Dr. James Johnson, presidential teaching professor of finance at Northern Illinois University, provided a third response. In addition to teaching, Johnson is a longtime member of the Equipment Leasing and Finance Association and an expert witness on leasing. His view was quite different: “I expect a recession within the next three or four years, not before. Interest rates will approach their normal level (5.5% for 30-year Treasuries), unemployment is already scary low (creates bottlenecks, higher wages) and confidence will ebb if any one of a number of events occurs — war, embargos, North Korea, Iran, take your pick. This is my gut feel, not based upon an econometric model.” Three to four years, not before. That seems to be quite optimistic — I’m sure President Trump would agree, wholeheartedly.
Anticipating a downturn at some point in the future, does the credit department let the thought of an impending recession influence the decision to approve or decline longer-term assets for mid-grade credits?
Andy Mesches, director at The Alta Group and former chief credit officer at Key Equipment Finance, provided his perspective: “Downturn is definitely a factor as well as industry, credit analysis and view of economy.
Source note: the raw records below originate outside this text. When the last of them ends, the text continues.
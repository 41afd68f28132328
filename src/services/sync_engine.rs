//! Synchronization engine keeping the local match document converged with the
//! remote record store, falling back to the on-device copy when the remote is
//! unreachable.
//!
//! The engine is a single actor task. Backend calls are awaited inside the
//! actor, so pushes never overlap each other and polls never overlap each
//! other, while operators keep applying intents to the [`MatchStateStore`]
//! without waiting on the network.

use std::{sync::Arc, time::Duration};

use tokio::{
    sync::{
        broadcast::{self, error::RecvError, error::TryRecvError},
        mpsc, oneshot, watch,
    },
    task::JoinHandle,
    time::{Instant, MissedTickBehavior, interval_at, sleep_until},
};
use tracing::{debug, error, info, trace, warn};

use crate::{
    dao::{
        match_store::MatchStore,
        models::SyncRecord,
        storage::StorageError,
    },
    error::ServiceError,
    state::{
        intents::{Intent, IntentOrigin},
        match_state::MatchState,
        store::{Commit, MatchStateStore},
        sync_mode::{SyncEvent, SyncMode, SyncStateMachine},
    },
};

const COMMAND_CHANNEL_CAPACITY: usize = 8;

/// Timing knobs of the engine.
#[derive(Debug, Clone, Copy, PartialEq, Eq)]
pub struct SyncSettings {
    /// Quiet period after the last local edit before it is pushed.
    pub debounce: Duration,
    /// Cadence of remote polls while synced.
    pub poll_interval: Duration,
    /// How long polls ignore remote version changes after a local write.
    pub suppression_window: Duration,
    /// Cadence of reachability probes while degraded.
    pub probe_interval: Duration,
}

impl Default for SyncSettings {
    fn default() -> Self {
        Self {
            debounce: Duration::from_millis(100),
            poll_interval: Duration::from_secs(2),
            suppression_window: Duration::from_secs(3),
            probe_interval: Duration::from_secs(2),
        }
    }
}

/// What the control surface is allowed to know about synchronization.
#[derive(Debug, Clone, PartialEq, Eq)]
pub struct SyncStatus {
    /// Current connectivity mode.
    pub mode: SyncMode,
    /// Whether a backend call is in progress.
    pub is_loading: bool,
    /// Last remote version seen or written.
    pub last_version: Option<String>,
    /// Number of mode changes since startup.
    pub mode_changes: usize,
}

impl Default for SyncStatus {
    fn default() -> Self {
        Self {
            mode: SyncMode::Initializing,
            is_loading: true,
            last_version: None,
            mode_changes: 0,
        }
    }
}

enum SyncCommand {
    Reset(oneshot::Sender<MatchState>),
    Refresh(oneshot::Sender<MatchState>),
}

/// Cloneable handle used to talk to a running [`SyncEngine`].
#[derive(Clone)]
pub struct SyncHandle {
    commands: mpsc::Sender<SyncCommand>,
    status: watch::Receiver<SyncStatus>,
}

impl SyncHandle {
    /// Reset the match on the active backend and return the adopted document.
    pub async fn reset(&self) -> Result<MatchState, ServiceError> {
        self.request(SyncCommand::Reset).await
    }

    /// Reload the document from the active backend, whatever its version.
    pub async fn refresh(&self) -> Result<MatchState, ServiceError> {
        self.request(SyncCommand::Refresh).await
    }

    /// Latest published status.
    pub fn status(&self) -> SyncStatus {
        self.status.borrow().clone()
    }

    /// Subscribe to status updates.
    pub fn status_watcher(&self) -> watch::Receiver<SyncStatus> {
        self.status.clone()
    }

    async fn request<F>(&self, command: F) -> Result<MatchState, ServiceError>
    where
        F: FnOnce(oneshot::Sender<MatchState>) -> SyncCommand,
    {
        let (tx, rx) = oneshot::channel();
        self.commands
            .send(command(tx))
            .await
            .map_err(|_| ServiceError::EngineStopped)?;
        rx.await.map_err(|_| ServiceError::EngineStopped)
    }
}

/// Guards polls against reading back our own writes.
///
/// Armed by every local edit and every successful remote push: the next poll is
/// skipped unconditionally and later polls are skipped until the window ends.
#[derive(Debug, Default)]
struct Suppression {
    skip_next: bool,
    until: Option<Instant>,
}

impl Suppression {
    fn arm(&mut self, now: Instant, window: Duration) {
        self.skip_next = true;
        self.until = Some(now + window);
    }

    fn clear(&mut self) {
        *self = Self::default();
    }

    /// Whether the poll happening at `now` must be skipped.
    fn should_skip(&mut self, now: Instant) -> bool {
        if std::mem::take(&mut self.skip_next) {
            return true;
        }
        matches!(self.until, Some(until) if now < until)
    }
}

/// Actor owning the synchronization bookkeeping.
pub struct SyncEngine {
    store: Arc<MatchStateStore>,
    remote: Arc<dyn MatchStore>,
    local: Arc<dyn MatchStore>,
    settings: SyncSettings,
    machine: SyncStateMachine,
    last_version: Option<String>,
    suppression: Suppression,
    push_deadline: Option<Instant>,
    loading: bool,
    status: watch::Sender<SyncStatus>,
    commands: mpsc::Receiver<SyncCommand>,
    commits: broadcast::Receiver<Commit>,
}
My evaluation takes into consideration the following: Is it a current customer, where past performance is important; collateral value of equipment; expected industry performance based on past downturns and term of transactions. For [a] new customer, credit strength and collateral value take on additional importance.”
Mesches’ response is what you would expect from a traditional bank lessor. I suspect an asset-based lender might take a slightly different approach. Years ago, a chief credit officer I knew preached about the three legs of the stool: the customer and their credit quality, the asset and its collateral value and the deal structure. Reiterating what Snyder said earlier, lousy structures, longer terms and weak collateral combine for disaster. What some folks call “putting lipstick on a pig” is dressing up a C credit to make it look like a B.
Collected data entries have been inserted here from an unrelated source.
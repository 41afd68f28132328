pub mod intents;
pub mod match_state;
mod sse;
pub mod store;
pub mod sync_mode;

use std::sync::Arc;

use tokio::sync::watch;

use crate::services::{
    dispatcher::IntentDispatcher,
    sse_service,
    sync_engine::SyncHandle,
};

pub use self::sse::SseHub;
use self::store::MatchStateStore;

pub type SharedState = Arc<AppState>;

const SSE_CAPACITY: usize = 32;

/// State shared by the HTTP handlers.
pub struct AppState {
    store: Arc<MatchStateStore>,
    dispatcher: IntentDispatcher,
    sync: SyncHandle,
    sse: SseHub,
    shutdown: watch::Receiver<bool>,
}

impl AppState {
    /// Construct a new [`AppState`] wrapped in an [`Arc`] so it can be cloned cheaply.
    ///
    /// Every commit on `store` is forwarded to the SSE hub from here on.
    pub fn new(
        store: Arc<MatchStateStore>,
        sync: SyncHandle,
        shutdown: watch::Receiver<bool>,
    ) -> SharedState {
        let sse = SseHub::new(SSE_CAPACITY);
        let hub = sse.clone();
        store.subscribe(move |commit| sse_service::broadcast_state(&hub, &commit.state));

        Arc::new(Self {
            dispatcher: IntentDispatcher::new(store.clone(), sync.clone()),
            store,
            sync,
            sse,
            shutdown,
        })
    }

    /// The local match store.
    pub fn store(&self) -> &Arc<MatchStateStore> {
        &self.store
    }

    /// Dispatcher used to apply operator gestures.
    pub fn dispatcher(&self) -> &IntentDispatcher {
        &self.dispatcher
    }

    /// Handle on the synchronization engine.
    pub fn sync(&self) -> &SyncHandle {
        &self.sync
    }

    /// Broadcast hub used for the state SSE stream.
    pub fn sse(&self) -> &SseHub {
        &self.sse
    }

    /// Receiver flipped to `true` when the process shuts down.
    pub fn shutdown_watcher(&self) -> watch::Receiver<bool> {
        self.shutdown.clone()
    }
}
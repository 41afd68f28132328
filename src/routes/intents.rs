use axum::{Json, Router, extract::State, routing::post};

use crate::{
    dto::intent::ControlIntent,
    error::AppError,
    services::intent_service,
    state::{SharedState, match_state::MatchState},
};

/// Apply an operator gesture and return the resulting match document.
pub async fn post_intent(
    State(state): State<SharedState>,
    Json(payload): Json<ControlIntent>,
) -> Result<Json<MatchState>, AppError> {
    let match_state = intent_service::apply_control_intent(state.dispatcher(), payload)?;
    Ok(Json(match_state))
}

/// Configure the intent routes subtree.
pub fn router() -> Router<SharedState> {
    Router::<SharedState>::new().route("/intents", post(post_intent))
}
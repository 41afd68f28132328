//! Control intents accepted by `POST /intents`.

use serde::Deserialize;
use validator::{Validate, ValidationErrors};

use crate::{
    dto::validation::validate_logo,
    state::match_state::{ClockField, Period, Side},
};

/// Operator gesture, tagged by `type`.
///
/// ```json
/// { "type": "score", "side": "home", "delta": 1 }
/// { "type": "toggle_clock" }
/// ```
#[derive(Debug, Clone, Deserialize, PartialEq, Eq)]
#[serde(tag = "type", rename_all = "snake_case")]
pub enum ControlIntent {
    /// Add or remove goals.
    Score(SideDelta),
    /// Set the red-card count.
    RedCards(RedCardsInput),
    /// Rename a team.
    Name(NameInput),
    /// Replace or clear a team logo.
    Logo(LogoInput),
    /// Start or stop the clock.
    ToggleClock,
    /// Nudge minutes or seconds.
    AdjustClock(ClockAdjustment),
    /// Zero and stop the clock.
    ResetClock,
    /// Switch the displayed half.
    Period(PeriodInput),
    /// Add or remove announced extra minutes.
    ExtraTime(Delta),
    /// Show or hide the penalty shootout.
    TogglePenalties,
    /// Add or remove converted penalties.
    PenaltyScore(SideDelta),
}

/// Relative change applied to one team.
#[derive(Debug, Clone, Deserialize, PartialEq, Eq, Validate)]
pub struct SideDelta {
    /// Team the change applies to.
    pub side: Side,
    /// Signed step added to the current value.
    #[validate(range(min = -99, max = 99))]
    pub delta: i64,
}

/// Relative change without a team.
#[derive(Debug, Clone, Deserialize, PartialEq, Eq, Validate)]
pub struct Delta {
    /// Signed step added to the current value.
    #[validate(range(min = -99, max = 99))]
    pub delta: i64,
}

/// Absolute red-card count for one team.
#[derive(Debug, Clone, Deserialize, PartialEq, Eq, Validate)]
pub struct RedCardsInput {
    /// Penalized team.
    pub side: Side,
    /// Cards to show; the store caps it.
    #[validate(range(min = -99, max = 99))]
    pub count: i64,
}

/// New team name; it is upper-cased and shortened when applied.
#[derive(Debug, Clone, Deserialize, PartialEq, Eq, Validate)]
pub struct NameInput {
    /// Team being renamed.
    pub side: Side,
    /// Raw name as typed; may be empty.
    #[validate(length(max = 64))]
    pub name: String,
}

/// Logo upload; `null` clears the logo.
#[derive(Debug, Clone, Deserialize, PartialEq, Eq, Validate)]
pub struct LogoInput {
    /// Team whose crest changes.
    pub side: Side,
    /// Inline `data:image/...` URL.
    #[serde(default)]
    #[validate(custom(function = "validate_logo"))]
    pub logo: Option<String>,
}

/// Manual clock correction.
#[derive(Debug, Clone, Deserialize, PartialEq, Eq, Validate)]
pub struct ClockAdjustment {
    /// Clock component to nudge.
    pub field: ClockField,
    /// Signed step; minutes and seconds clamp independently.
    #[validate(range(min = -99, max = 99))]
    pub delta: i64,
}

/// Period selection by short code (`1T` / `2T`).
#[derive(Debug, Clone, Deserialize, PartialEq, Eq)]
pub struct PeriodInput {
    /// `1T` or `2T`.
    pub code: Period,
}

impl Validate for ControlIntent {
    fn validate(&self) -> Result<(), ValidationErrors> {
        match self {
            ControlIntent::Score(input) | ControlIntent::PenaltyScore(input) => input.validate(),
            ControlIntent::ExtraTime(input) => input.validate(),
            ControlIntent::Name(input) => input.validate(),
            ControlIntent::Logo(input) => input.validate(),
            ControlIntent::AdjustClock(input) => input.validate(),
            ControlIntent::RedCards(input) => input.validate(),
            ControlIntent::ToggleClock
            | ControlIntent::ResetClock
            | ControlIntent::Period(_)
            | ControlIntent::TogglePenalties => Ok(()),
        }
    }
}

#[cfg(test)]
mod tests {
    use super::*;
    use serde_json::json;

    fn parse(value: serde_json::Value) -> ControlIntent {
        serde_json::from_value(value).unwrap()
    }

    #[test]
    fn intents_are_tagged_by_type() {
        assert_eq!(
            parse(json!({ "type": "score", "side": "away", "delta": -1 })),
            ControlIntent::Score(SideDelta {
                side: Side::Away,
                delta: -1,
            })
        );
        assert_eq!(parse(json!({ "type": "toggle_clock" })), ControlIntent::ToggleClock);
        assert_eq!(
            parse(json!({ "type": "period", "code": "2T" })),
            ControlIntent::Period(PeriodInput {
                code: Period::SecondHalf,
            })
        );
        assert_eq!(
            parse(json!({ "type": "logo", "side": "home", "logo": null })),
            ControlIntent::Logo(LogoInput {
                side: Side::Home,
                logo: None,
            })
        );
    }

    #[test]
    fn unknown_period_code_is_rejected() {
        let result =
            serde_json::from_value::<ControlIntent>(json!({ "type": "period", "code": "3T" }));
        assert!(result.is_err());
    }

    #[test]
    fn oversized_deltas_fail_validation() {
        let intent = parse(json!({ "type": "extra_time", "delta": 1000 }));
        assert!(intent.validate().is_err());

        let intent = parse(json!({ "type": "red_cards", "side": "home", "count": 2 }));
        assert!(intent.validate().is_ok());
        let intent = parse(json!({ "type": "red_cards", "side": "home", "count": 500 }));
        assert!(intent.validate().is_err());
    }

    #[test]
    fn logos_must_be_inline_images() {
        let intent = parse(json!({
            "type": "logo",
            "side": "away",
            "logo": "https://example.com/crest.png",
        }));
        assert!(intent.validate().is_err());

        let intent = parse(json!({
            "type": "logo",
            "side": "away",
            "logo": "data:image/png;base64,iVBORw0KGgo=",
        }));
        assert!(intent.validate().is_ok());
    }

    #[test]
    fn empty_names_are_accepted_and_long_ones_rejected() {
        let intent = parse(json!({ "type": "name", "side": "home", "name": "" }));
        assert!(intent.validate().is_ok());

        let name = "x".repeat(65);
        let intent = parse(json!({ "type": "name", "side": "home", "name": name }));
        assert!(intent.validate().is_err());
    }
}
Despite the surrounding pessimism, I urge readers to recognize we are presently experiencing a period of solid economic growth and the immediate outlook is very favorable. A May 17 Reuters report predicted “U.S. companies could plow more of the money saved from sweeping tax cuts into business investment later this year, perhaps even surpassing a jump in first-quarter capital expenditure that was the highest in almost seven years…With data in from 94% of S&P 500 companies, first-quarter capital expenditures total $159 billion, up more than 21% from a year ago and on track to be the highest year-over-year growth since the third quarter of 2011, according to S&P Dow Jones Indices data.”
These are the good times. Make hay while the sun shines, but don’t forget rainy days will come. You need to hope for the best, but prepare for the worst. Because we all know the next one is coming, we just don’t know when.